__PROVIDED DATA__.
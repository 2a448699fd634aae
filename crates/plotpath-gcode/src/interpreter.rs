//! GCode modal interpreter
//!
//! Scans the program once, front to back. State carried between lines:
//! - the last value seen for each of X, Y, Z, F, E, A (all start at 0)
//! - absolute or relative positioning (starts absolute)
//! - the last G command dispatched, whether or not it succeeded
//!
//! A line with axes but no command repeats that G command when it is a
//! motion (G0 to G3); after any other G command it is rejected. A repeated
//! arc is reported like the arc itself. A line whose commands all fail
//! leaves the carried values untouched.

use plotpath_core::PathEmitter;
use serde::{Deserialize, Serialize};
use tracing::{debug, trace, warn};

use crate::block::{strip_comments, Block};
use crate::command::Command;
use crate::error::{GcodeError, Result};

/// Banner comment for GCode conversions
pub const GCODE_WELCOME: &str = "GCode to Path";

/// Conversion parameters
#[derive(Debug, Clone, Copy, PartialEq, Serialize, Deserialize)]
pub struct GcodeOptions {
    /// Multiplier applied to X, Y, Z before rounding
    pub scale: f64,
    /// An extrusion change is emitted only when it exceeds this magnitude
    pub extrusion_proximity: f64,
}

impl Default for GcodeOptions {
    fn default() -> Self {
        Self {
            scale: 1.0,
            extrusion_proximity: 0.0,
        }
    }
}

/// Field values carried forward from earlier lines, unscaled
#[derive(Debug, Clone, Copy, Default, PartialEq, Serialize, Deserialize)]
pub struct CarriedFields {
    pub x: f64,
    pub y: f64,
    pub z: f64,
    pub f: f64,
    pub e: f64,
    pub a: f64,
}

impl CarriedFields {
    fn update(&mut self, block: &Block) {
        for (letter, slot) in [
            ('X', &mut self.x),
            ('Y', &mut self.y),
            ('Z', &mut self.z),
            ('F', &mut self.f),
            ('E', &mut self.e),
            ('A', &mut self.a),
        ] {
            if let Some(value) = block.get(letter) {
                *slot = value;
            }
        }
    }
}

/// Result of a GCode conversion
#[derive(Debug, Clone, PartialEq)]
pub struct GcodeConversion {
    /// Instruction stream
    pub code: String,
    /// Lines that were skipped, with the reason
    pub issues: Vec<GcodeError>,
}

/// GCode to instruction stream interpreter
#[derive(Debug)]
pub struct GcodeInterpreter {
    emitter: PathEmitter,
    options: GcodeOptions,
    carried: CarriedFields,
    relative: bool,
    modal: Option<Command>,
    issues: Vec<GcodeError>,
}

impl Default for GcodeInterpreter {
    fn default() -> Self {
        Self::new(GcodeOptions::default())
    }
}

impl GcodeInterpreter {
    pub fn new(options: GcodeOptions) -> Self {
        Self {
            emitter: PathEmitter::new(Some(GCODE_WELCOME)),
            options,
            carried: CarriedFields::default(),
            relative: false,
            modal: None,
            issues: Vec::new(),
        }
    }

    pub fn emitter(&self) -> &PathEmitter {
        &self.emitter
    }

    pub fn carried(&self) -> &CarriedFields {
        &self.carried
    }

    pub fn is_relative(&self) -> bool {
        self.relative
    }

    pub fn issues(&self) -> &[GcodeError] {
        &self.issues
    }

    fn scaled(&self, value: f64) -> f64 {
        (value * self.options.scale).round()
    }

    /// Interpret every line of `text`
    pub fn process(&mut self, text: &str) {
        for (index, line) in text.lines().enumerate() {
            self.process_line(index + 1, line);
        }
    }

    /// Interpret one source line
    pub fn process_line(&mut self, line_number: usize, line: &str) {
        let cleaned = strip_comments(line);
        if cleaned.trim().is_empty() {
            return;
        }

        let block = match Block::parse(line_number, &cleaned) {
            Ok(block) => block,
            Err(err) => {
                self.report(err);
                return;
            }
        };

        let mut commands: Vec<Command> = block.command_words().map(Command::from_word).collect();
        if commands.is_empty() {
            match self.modal {
                Some(motion) if motion.is_modal_motion() && block.has_axis() => {
                    trace!(line_number, command = %motion, "repeating modal command");
                    commands.push(motion);
                }
                _ => {
                    self.report(GcodeError::NoCommand { line_number });
                    return;
                }
            }
        }

        let mut dispatched = false;
        let mut resets_baseline = false;
        for command in commands {
            if command.takes_modal_slot() {
                self.modal = Some(command);
            }
            match self.execute(command, &block) {
                Ok(()) => {
                    dispatched = true;
                    resets_baseline |= command == Command::SetPosition;
                }
                Err(err) => self.report(err),
            }
        }

        if dispatched && !resets_baseline {
            self.carried.update(&block);
        }
    }

    fn report(&mut self, err: GcodeError) {
        warn!(error = %err, "skipping G-Code");
        self.issues.push(err);
    }

    fn execute(&mut self, command: Command, block: &Block) -> Result<()> {
        let line_number = block.line_number;
        match command {
            Command::Rapid | Command::Linear => {
                self.linear_move(block);
                Ok(())
            }
            Command::ArcCw | Command::ArcCcw => Err(GcodeError::UnsupportedCode {
                line_number,
                code: command.to_string(),
            }),
            Command::Dwell => {
                self.dwell(block);
                Ok(())
            }
            Command::Home => {
                self.home(block);
                Ok(())
            }
            Command::Absolute => {
                self.relative = false;
                Ok(())
            }
            Command::Relative => {
                self.relative = true;
                Ok(())
            }
            Command::SetPosition => {
                self.set_position(block);
                Ok(())
            }
            Command::Other(word) => Err(GcodeError::UnknownCode {
                line_number,
                code: word.to_string(),
            }),
        }
    }

    /// G0/G1
    fn linear_move(&mut self, block: &Block) {
        let proximity = self.options.extrusion_proximity;
        let e = block.get('E').unwrap_or(self.carried.e);
        if (e - self.carried.e).abs() > proximity {
            self.emitter.extrude(e, None).and();
        } else if let Some(a) = block.get('A') {
            if (a - self.carried.a).abs() > proximity {
                debug!(line_number = block.line_number, a, "extrusion change from A field");
                self.emitter.extrude(a, None).and();
            }
        }

        if self.relative {
            if let Some(dz) = block.get('Z').filter(|dz| *dz != 0.0) {
                let dz = self.scaled(dz);
                self.emitter.elevate_by(dz).end();
            }
            let dx = block.get('X').unwrap_or(0.0);
            let dy = block.get('Y').unwrap_or(0.0);
            if dx != 0.0 || dy != 0.0 {
                let (dx, dy) = (self.scaled(dx), self.scaled(dy));
                self.emitter.move_by(dx, dy).end();
            }
        } else {
            let z = block.get('Z').unwrap_or(self.carried.z);
            if z != self.carried.z {
                let z = self.scaled(z);
                self.emitter.elevate_to(z).end();
            }
            let x = block.get('X').unwrap_or(self.carried.x);
            let y = block.get('Y').unwrap_or(self.carried.y);
            if x != self.carried.x || y != self.carried.y {
                let (x, y) = (self.scaled(x), self.scaled(y));
                self.emitter.move_to(x, y).end();
            }
        }
        self.emitter.end();
    }

    /// G4: short wait of P, or of S when P is absent
    fn dwell(&mut self, block: &Block) {
        if let Some(t) = block.get('P').or_else(|| block.get('S')) {
            self.emitter.wait(Some(t)).end();
        } else {
            debug!(line_number = block.line_number, "dwell without P or S");
        }
    }

    /// G28
    fn home(&mut self, block: &Block) {
        let (x, y, z) = (block.has('X'), block.has('Y'), block.has('Z'));
        if x || y || z {
            if x || y {
                let pos = self.emitter.position();
                self.emitter
                    .move_to(if x { 0.0 } else { pos.x }, if y { 0.0 } else { pos.y })
                    .end();
            }
            if z {
                self.emitter.elevate_to(0.0).end();
            }
        } else {
            self.emitter.move_to(0.0, 0.0).then().elevate_to(0.0).end();
        }

        let all = !(x || y || z);
        if all || x {
            self.carried.x = 0.0;
        }
        if all || y {
            self.carried.y = 0.0;
        }
        if all || z {
            self.carried.z = 0.0;
        }
    }

    /// G92: re-origin the named axes (all of X, Y, Z, E when none is named)
    fn set_position(&mut self, block: &Block) {
        let (x, y, z, e) = (block.has('X'), block.has('Y'), block.has('Z'), block.has('E'));
        if !(x || y || z || e) {
            self.emitter.reset_position(0.0, 0.0, 0.0);
            self.carried.x = 0.0;
            self.carried.y = 0.0;
            self.carried.z = 0.0;
            self.carried.e = 0.0;
            return;
        }

        let pos = self.emitter.position();
        let elevation = self.emitter.elevation();
        self.emitter.reset_position(
            if x { 0.0 } else { pos.x },
            if y { 0.0 } else { pos.y },
            if z { 0.0 } else { elevation },
        );
        if x {
            self.carried.x = 0.0;
        }
        if y {
            self.carried.y = 0.0;
        }
        if z {
            self.carried.z = 0.0;
        }
        if e {
            self.carried.e = 0.0;
        }
    }

    /// Extract the instruction stream and the collected issues
    pub fn finish(self) -> Result<GcodeConversion> {
        let code = self.emitter.finish()?;
        Ok(GcodeConversion {
            code,
            issues: self.issues,
        })
    }
}

/// Convert a GCode program into an instruction stream
pub fn gcode_to_path(text: &str, options: &GcodeOptions) -> Result<GcodeConversion> {
    let mut interpreter = GcodeInterpreter::new(*options);
    interpreter.process(text);
    let conversion = interpreter.finish()?;
    if !conversion.issues.is_empty() {
        debug!(count = conversion.issues.len(), "G-Code conversion finished with issues");
    }
    Ok(conversion)
}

__ACTION ITEM__. Look through the entries, and return every line that the word "GcodeOptions" appears in.

__SOLUTION FOR THIS PROBLEM__.
pub struct GcodeOptions {
impl Default for GcodeOptions {
    options: GcodeOptions,
        Self::new(GcodeOptions::default())
    pub fn new(options: GcodeOptions) -> Self {
pub fn gcode_to_path(text: &str, options: &GcodeOptions) -> Result<GcodeConversion> {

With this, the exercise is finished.